Thoughts on Vincent van Gogh

 

A Prayer

Dear Lord,



Today I thought of the words of Vincent van Gogh: “It is true there is an ebb and flow, but the sea remains the sea.” You are the sea. Although I experience many ups and downs in my emotions and often feel great shifts and changes in my inner life, you remain the same. Your sameness is not the sameness of a rock, but the sameness of a faithful lover. Out of your love I came to life, by your love I am sustained, and to your love I am always called back. There are days of sadness and days of joy; there are feelings of guilt and feelings of gratitude; there are moments of failure and moments of success; but all of them are embraced by your unwavering love. . . . O Lord, sea of love and goodness, let me not fear too much the storms and winds of my daily life, and let me know there is ebb and flow but the sea remains the sea.


Amen.


Henri Nouwen


Friday, August 30, 2024

Thoughts on forgiveness

 

Forgiveness

Forgiveness is the name of love practiced among people who love poorly. The hard truth is that all people love poorly. We need to forgive and be forgiven every day, every hour increasingly. That is the great work of love among the fellowship of the weak that is the human family.


Henri Nouwen


Sunday, August 25, 2024

Thoughts on writing

 

Writing Reveals What is Alive in Us

Writing is a process in which we discover what lives in us. The writing itself reveals to us what is alive in us. The deepest satisfaction of writing is precisely that it opens up new spaces within us of which we were not aware before we started to write. To write is to embark on a journey whose final destination we do not know. Thus, writing requires a real act of trust. We have to say to ourselves: “I do not yet know what I carry in my heart, but I trust that it will emerge as I write.” Writing is like giving away the few loaves and fishes one has, trusting that they will multiply in the giving. Once we dare to “give away” on paper the few thoughts that come to us, we start discovering how much is hidden underneath these thoughts and gradually come in touch with our own riches.


Henri Nouwen


Friday, August 23, 2024

Thoughts on King Louis IX of France


On August 25th, the Church celebrates the feast of St. Louis IX of France. My appreciation of this feast has grown in the recent past because it unites two cities significant in my life.  King Louis IX, patron of St. Louis – patron of the city where I was born and currently live – is also the patron of New Orleans, where I served in a Jesuit parish and high school from 2012 through 2019.

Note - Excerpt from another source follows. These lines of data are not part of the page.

//! Typed views over a [`NormalizedResult`]'s `data`
//!
//! The backend's shapes are informal, so every field is optional or
//! defaulted. These helpers never change what the dispatcher returned.

use std::collections::BTreeMap;
use std::fmt;

use serde::{Deserialize, Serialize};
use serde_json::Value;

use crate::dispatch::NormalizedResult;
use crate::error::{JournalistError, JournalistResult};

pub const INVALID_FORMAT_MESSAGE: &str = "Invalid response format";

// ---------------------------------------------------------------------------
// News
// ---------------------------------------------------------------------------

#[derive(Debug, Clone, Default, PartialEq, Serialize, Deserialize)]
#[serde(rename_all = "camelCase", default)]
pub struct Article {
    pub id: String,
    pub heading: String,
    pub description: String,
    pub url: String,
    pub image: String,
    pub publisher: String,
    pub published_at: String,
    pub tone: String,
    pub category: String,
    pub source: String,
}

#[derive(Debug, Clone, Default, PartialEq, Serialize, Deserialize)]
#[serde(default)]
pub struct NewsFeed {
    pub articles: Vec<Article>,
}

impl NewsFeed {
    pub fn from_result(result: &NormalizedResult) -> JournalistResult<Self> {
        result.data_as()
    }
}

/// Articles a caller may show when the news fetch fails. Never returned by
/// the client itself.
pub fn sample_articles() -> Vec<Article> {
    vec![
        Article {
            id: "1".into(),
            heading: "Quantum Computing Breakthrough Promises Unbreakable Encryption".into(),
            description: "Researchers have developed a new quantum algorithm that could render current encryption methods obsolete, paving the way for a new era of secure communication.".into(),
            url: "https://example.com/quantum-breakthrough".into(),
            image: "https://images.unsplash.com/photo-1534723452862-4c874018d66d?w=400&h=250&fit=crop&crop=center".into(),
            publisher: "TechCrunch".into(),
            published_at: "2025-09-06T08:30:00Z".into(),
            tone: "Positive".into(),
            category: "AI".into(),
            source: "Tech Journal".into(),
        },
        Article {
            id: "2".into(),
            heading: "Global Stock Markets Face Volatility Amid New Regulations".into(),
            description: "New international trade regulations have introduced significant uncertainty into the global stock markets, with analysts predicting a period of increased volatility.".into(),
            url: "https://example.com/market-volatility".into(),
            image: "https://images.unsplash.com/photo-1611974789855-9c2a0a7236a3?w=400&h=250&fit=crop&crop=center".into(),
            publisher: "Reuters".into(),
            published_at: "2025-09-06T07:45:00Z".into(),
            tone: "Negative".into(),
            category: "Business".into(),
            source: "Financial Times".into(),
        },
        Article {
            id: "3".into(),
            heading: "NASA's Artemis Mission Successfully Launches Orion Spacecraft".into(),
            description: "The Orion spacecraft is now on its way to the Moon as part of the Artemis program, marking a major milestone in humanity's return to lunar exploration.".into(),
            url: "https://example.com/artemis-launch".into(),
            image: "https://images.unsplash.com/photo-1630514933924-7386765792e3?w=400&h=250&fit=crop&crop=center".into(),
            publisher: "Associated Press".into(),
            published_at: "2025-09-06T09:00:00Z".into(),
            tone: "Neutral".into(),
            category: "Space".into(),
            source: "NASA TV".into(),
        },
    ]
}

// ---------------------------------------------------------------------------
// Summary
// ---------------------------------------------------------------------------

/// The backend sends either one string or a list of lines
#[derive(Debug, Clone, PartialEq, Serialize, Deserialize)]
#[serde(untagged)]
pub enum SummaryText {
    Text(String),
    Lines(Vec<String>),
}

impl Default for SummaryText {
    fn default() -> Self {
        SummaryText::Text(String::new())
    }
}

impl SummaryText {
    pub fn joined(&self) -> String {
        match self {
            SummaryText::Text(text) => text.clone(),
            SummaryText::Lines(lines) => lines.join("\n"),
        }
    }

    /// Non-blank lines, for bullet rendering
    pub fn bullets(&self) -> Vec<String> {
        self.joined()
            .lines()
            .map(str::trim)
            .filter(|line| !line.is_empty())
            .map(str::to_string)
            .collect()
    }
}

#[derive(Debug, Clone, Default, PartialEq, Serialize, Deserialize)]
#[serde(rename_all = "camelCase", default)]
pub struct Summary {
    pub summary: SummaryText,
    pub word_count: Option<Value>,
    pub reading_time: Option<Value>,
}

impl Summary {
    pub fn from_result(result: &NormalizedResult) -> JournalistResult<Self> {
        result.data_as()
    }
}

// ---------------------------------------------------------------------------
// Translation
// ---------------------------------------------------------------------------

#[derive(Debug, Clone, Default, PartialEq, Serialize, Deserialize)]
#[serde(rename_all = "camelCase", default)]
pub struct Translation {
    pub translated_text: String,
    pub detected_language: Option<String>,
    pub target_language: Option<String>,
    pub original_length: Option<u64>,
    pub translated_length: Option<u64>,
    pub processing_time: Option<Value>,
}

impl Translation {
    pub fn from_result(result: &NormalizedResult) -> JournalistResult<Self> {
        result.data_as()
    }
}

// ---------------------------------------------------------------------------
// Bias detection
// ---------------------------------------------------------------------------

#[derive(Debug, Clone, Copy, PartialEq, Eq, Serialize, Deserialize)]
pub enum BiasLevel {
    Low,
    Moderate,
    High,
}

impl BiasLevel {
    pub fn from_score(score: f64) -> Self {
        if score < 30.0 {
            BiasLevel::Low
        } else if score < 60.0 {
            BiasLevel::Moderate
        } else {
            BiasLevel::High
        }
    }
}

impl fmt::Display for BiasLevel {
    fn fmt(&self, f: &mut fmt::Formatter<'_>) -> fmt::Result {
        let s = match self {
            BiasLevel::Low => "Low",
            BiasLevel::Moderate => "Moderate",
            BiasLevel::High => "High",
        };
        f.write_str(s)
    }
}

#[derive(Debug, Clone, Default, PartialEq, Serialize, Deserialize)]
#[serde(rename_all = "camelCase", default)]
pub struct BiasReport {
    pub overall_score: f64,
    pub confidence: Option<f64>,
    pub sentiment: Option<String>,
    pub key_phrases: Vec<String>,
    pub categories: BTreeMap<String, Value>,
}

impl BiasReport {
    /// Reads `data.biasData`; its absence is an API error.
    pub fn from_result(result: &NormalizedResult) -> JournalistResult<Self> {
        let bias = result
            .data()
            .get("biasData")
            .filter(|v| v.is_object())
            .ok_or_else(|| JournalistError::api(INVALID_FORMAT_MESSAGE))?;
        Ok(serde_json::from_value(bias.clone())?)
    }

    pub fn level(&self) -> BiasLevel {
        BiasLevel::from_score(self.overall_score)
    }
}

// ---------------------------------------------------------------------------
// Fact check
// ---------------------------------------------------------------------------

#[derive(Debug, Clone, Copy, PartialEq, Eq, Serialize, Deserialize)]
pub enum Verdict {
    True,
    MostlyTrue,
    Mixed,
    False,
}

impl Verdict {
    /// Case-insensitive; anything unrecognised reads as false
    pub fn parse(raw: &str) -> Self {
        match raw.trim().to_uppercase().as_str() {
            "TRUE" => Verdict::True,
            "MOSTLY TRUE" => Verdict::MostlyTrue,
            "MIXED" => Verdict::Mixed,
            _ => Verdict::False,
        }
    }
}

impl fmt::Display for Verdict {
    fn fmt(&self, f: &mut fmt::Formatter<'_>) -> fmt::Result {
        let s = match self {
            Verdict::True => "TRUE",
            Verdict::MostlyTrue => "MOSTLY TRUE",
            Verdict::Mixed => "MIXED",
            Verdict::False => "FALSE",
        };
        f.write_str(s)
    }
}

#[derive(Debug, Clone, Default, PartialEq, Serialize, Deserialize)]
#[serde(default)]
pub struct FactSource {
    pub title: String,
    pub url: String,
    pub credibility: Option<Value>,
    pub verified: bool,
}

#[derive(Debug, Clone, Default, PartialEq, Serialize, Deserialize)]
#[serde(rename_all = "camelCase", default)]
pub struct FactCheckReport {
    pub verdict: String,
    pub overall_score: Option<f64>,
    pub confidence: Option<f64>,
    pub key_claims: Vec<String>,
    pub categories: BTreeMap<String, Value>,
    pub reasoning: Option<String>,
    pub sources: Vec<FactSource>,
}

impl FactCheckReport {
    pub fn from_result(result: &NormalizedResult) -> JournalistResult<Self> {
        result.data_as()
    }

    pub fn verdict(&self) -> Verdict {
        Verdict::parse(&self.verdict)
    }
}

#[cfg(test)]
mod tests {
    use super::*;
    use serde_json::json;

    #[test]
    fn test_news_feed_from_wrapped_body() {
        let result = NormalizedResult::wrap(json!({
            "articles": [{"id": "1", "heading": "X", "publishedAt": "2025-09-06T08:30:00Z"}]
        }));
        let feed = NewsFeed::from_result(&result).unwrap();
        assert_eq!(feed.articles.len(), 1);
        assert_eq!(feed.articles[0].heading, "X");
        assert_eq!(feed.articles[0].published_at, "2025-09-06T08:30:00Z");
        assert_eq!(feed.articles[0].tone, "");
    }

    #[test]
    fn test_summary_lines_join() {
        let result = NormalizedResult::wrap(json!({
            "summary": ["First point", "", "Second point"],
            "wordCount": 120
        }));
        let summary = Summary::from_result(&result).unwrap();
        assert_eq!(summary.summary.joined(), "First point\n\nSecond point");
        assert_eq!(summary.summary.bullets(), vec!["First point", "Second point"]);
        assert_eq!(summary.word_count, Some(json!(120)));
    }

    #[test]
    fn test_bias_report_levels() {
        assert_eq!(BiasLevel::from_score(29.9), BiasLevel::Low);
        assert_eq!(BiasLevel::from_score(30.0), BiasLevel::Moderate);
        assert_eq!(BiasLevel::from_score(60.0), BiasLevel::High);

        let result = NormalizedResult::wrap(json!({
            "biasData": {"overallScore": 42, "sentiment": "neutral", "keyPhrases": ["a"]}
        }));
        let report = BiasReport::from_result(&result).unwrap();
        assert_eq!(report.level(), BiasLevel::Moderate);
        assert_eq!(report.key_phrases, vec!["a"]);
    }

    #[test]
    fn test_bias_report_missing_data_is_api_error() {
        let result = NormalizedResult::wrap(json!({"score": 1}));
        let err = BiasReport::from_result(&result).unwrap_err();
        assert!(err.is_api());
        assert_eq!(err.message(), INVALID_FORMAT_MESSAGE);
    }

    #[test]
    fn test_verdict_parse() {
        assert_eq!(Verdict::parse("mostly true"), Verdict::MostlyTrue);
        assert_eq!(Verdict::parse("Mixed"), Verdict::Mixed);
        assert_eq!(Verdict::parse("unverifiable"), Verdict::False);

        let result = NormalizedResult::wrap(json!({
            "verdict": "TRUE",
            "sources": [{"title": "Wire", "url": "https://w.example", "verified": true}]
        }));
        let report = FactCheckReport::from_result(&result).unwrap();
        assert_eq!(report.verdict(), Verdict::True);
        assert!(report.sources[0].verified);
    }

    #[test]
    fn test_sample_articles_are_complete() {
        let samples = sample_articles();
        assert_eq!(samples.len(), 3);
        assert!(samples.iter().all(|a| !a.heading.is_empty() && !a.url.is_empty()));
    }
}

St. Louis and New Orleans share many things.  Both were French foundations and both historically have been regarded as “very Catholic.”  Each city in the 19th century grew significantly because of Irish, German and Italian immigrants. Of course, the cities also share a river.  And, believe or not, the cities also share Mardi Gras. (St. Louis claims to have the largest Mardi Gras celebration outside of Louisiana, although that “fact” from the St. Louis Office of Tourism doesn’t particularly impress the good folks in New Orleans where Mardi Gras parades and galas go on for weeks and weeks!)


Sadly, not everything about our city’s history or current reality leaves us proud.  In both cities, murder rates are high and at times each can feel “lawless.” Both cities struggle with contemporary realities of social and economic division.  That is not new to us.  In fact, it is so “common” that in the face of it we can fall victim to either complacency or discouragement.  Neither is a reaction worthy of our Christian vocation.


St. Louis was born over 800 years ago; clearly, his times are not our own.  Had history not left us an accurate record of his reign, we might be tempted to regard his story as religious fiction.  But we know, as a fact, that he was a king who put God first, who prayed daily, who often personally waited table for his poor guests, and who waged war only to build peace.  While some folks today using contemporary standards will find reason to disparage St. Louis because he led a Crusade, he was committed to acting justly.  In his humility, he knew he did not know all the answers, but he was not satisfied to do nothing.


Perhaps in St. Louis we have a worthy patron to guide our continuing efforts to create

societies which reflect more fully God’s desires for his people.  Seeking his intercession, let us do our own part by prayer and action to assure that we have civic leaders whose decisions reflect a true commitment to peace, to justice, to the common good, and to a respect for all human life.



Fr. Frank Reale SJ

Wednesday, August 21, 2024

Thoughts on solitude

 

We Pray in the Context of Grace

We enter into solitude first of all to meet our Lord and to be with him and him alone. Our primary task in solitude, therefore, is not to pay undue attention to the many faces that assail us, but to keep the eyes of our mind and heart on him who is our divine savior. Only in the context of grace can we face our sin; only in the place of healing do we dare to show our wounds; only with a single-minded attention to Christ can we give up our clinging fears and face our own true nature. As we come to realize that it is not we who live, but Christ who lives in us, that he is our true self, we can slowly let our compulsions melt away and begin to experience the freedom of the children of God. And then we can look back with a smile and realize that we aren’t even angry or greedy anymore.


Henri Nouwen


Saturday, August 17, 2024

Thoughts on gifts

 

Our Gifts Are Not The Same As Our Talents

More important than our talents are our gifts. We may have only a few talents, but we have many gifts. Our gifts are the many ways in which we express our humanity. They are part of who we are: friendship, kindness, patience, joy, peace, forgiveness, gentleness, love, hope, trust, and many others. These are the true gifts we have to offer to each other.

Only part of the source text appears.